### Exercise requirements
Check every line below for the string "local". Copy the ones that have it.

<<<<

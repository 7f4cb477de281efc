//! `podpush repo list`: local spec repos and whether they can be pushed to.

use std::path::Path;

use anyhow::{Context, Result};
use clap::Subcommand;
use colored::Colorize;
use tabled::{settings::Style, Table, Tabled};

use podpush_core::Config;
use podpush_publish::is_clean;
use podpush_vcs::GitCli;

/// Inspect local spec repos.
#[derive(Subcommand, Debug)]
pub enum RepoCommand {
    /// List the checkouts under the repos directory.
    List,
}

pub fn run(cmd: RepoCommand) -> Result<()> {
    match cmd {
        RepoCommand::List => list(),
    }
}

#[derive(Tabled)]
struct RepoRow {
    #[tabled(rename = "repo")]
    name: String,
    #[tabled(rename = "status")]
    status: String,
    #[tabled(rename = "path")]
    path: String,
}

fn list() -> Result<()> {
    let config = Config::load().context("failed to load configuration")?;
    let git = GitCli::new(config.git_program.clone());

    if !config.repos_dir.is_dir() {
        println!("No spec repos found in {}.", config.repos_dir.display());
        return Ok(());
    }

    let mut entries = Vec::new();
    for entry in std::fs::read_dir(&config.repos_dir)
        .with_context(|| format!("failed to read {}", config.repos_dir.display()))?
    {
        let entry =
            entry.with_context(|| format!("failed to read {}", config.repos_dir.display()))?;
        if entry.path().is_dir() {
            entries.push(entry);
        }
    }
    entries.sort_by_key(|e| e.file_name());

    if entries.is_empty() {
        println!("No spec repos found in {}.", config.repos_dir.display());
        return Ok(());
    }

    let rows: Vec<RepoRow> = entries
        .iter()
        .map(|e| RepoRow {
            name: e.file_name().to_string_lossy().into_owned(),
            status: repo_status(&git, &e.path()),
            path: e.path().display().to_string(),
        })
        .collect();

    let mut table = Table::new(rows);
    table.with(Style::rounded());
    println!("{table}");
    Ok(())
}

fn repo_status(git: &GitCli, dir: &Path) -> String {
    match is_clean(git, dir) {
        Ok(true) => "clean".green().to_string(),
        Ok(false) => "not clean".yellow().to_string(),
        Err(err) => {
            log::debug!("status failed for {}: {err}", dir.display());
            "unknown".bright_black().to_string()
        }
    }
}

>>>>

### Task response
//! `podpush repo list`: local spec repos and whether they can be pushed to.
/// Inspect local spec repos.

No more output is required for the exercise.